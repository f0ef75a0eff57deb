//! Actors and roles.

use common::UserId;
use serde::{Deserialize, Serialize};

/// Role of a user in the directory.
#[derive(Debug, Clone, Copy, PartialEq, Eq, Hash, Serialize, Deserialize)]
#[serde(rename_all = "lowercase")]
pub enum Role {
    /// Regular employee placing orders.
    Employee,

    /// Delivery staff fulfilling assigned orders.
    Delivery,

    /// Administrator managing the order flow.
    Admin,
}

impl Role {
    /// Returns the role name as it appears on the wire.
    pub fn as_str(&self) -> &'static str {
        match self {
            Role::Employee => "employee",
            Role::Delivery => "delivery",
            Role::Admin => "admin",
        }
    }
}

impl std::fmt::Display for Role {
    fn fmt(&self, f: &mut std::fmt::Formatter<'_>) -> std::fmt::Result {
        write!(f, "{}", self.as_str())
    }
}

/// A resolved actor: who is performing an operation and in what role.
///
/// The lifecycle engine never authenticates; it only needs the
/// `{id, role}` pair the user directory resolved for the request.
#[derive(Debug, Clone, Copy, PartialEq, Eq, Serialize, Deserialize)]
pub struct Actor {
    pub id: UserId,
    pub role: Role,
}

impl Actor {
    /// Creates an actor from an ID and role.
    pub fn new(id: UserId, role: Role) -> Self {
        Self { id, role }
    }

    /// Creates an employee actor.
    pub fn employee(id: UserId) -> Self {
        Self::new(id, Role::Employee)
    }

    /// Creates a delivery-staff actor.
    pub fn delivery(id: UserId) -> Self {
        Self::new(id, Role::Delivery)
    }

    /// Creates an admin actor.
    pub fn admin(id: UserId) -> Self {
        Self::new(id, Role::Admin)
    }
}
• • •
Exercise description = Whenever a line of the data contains "Copy", it counts; state how many such lines there are, with nothing added.

Answer below = 2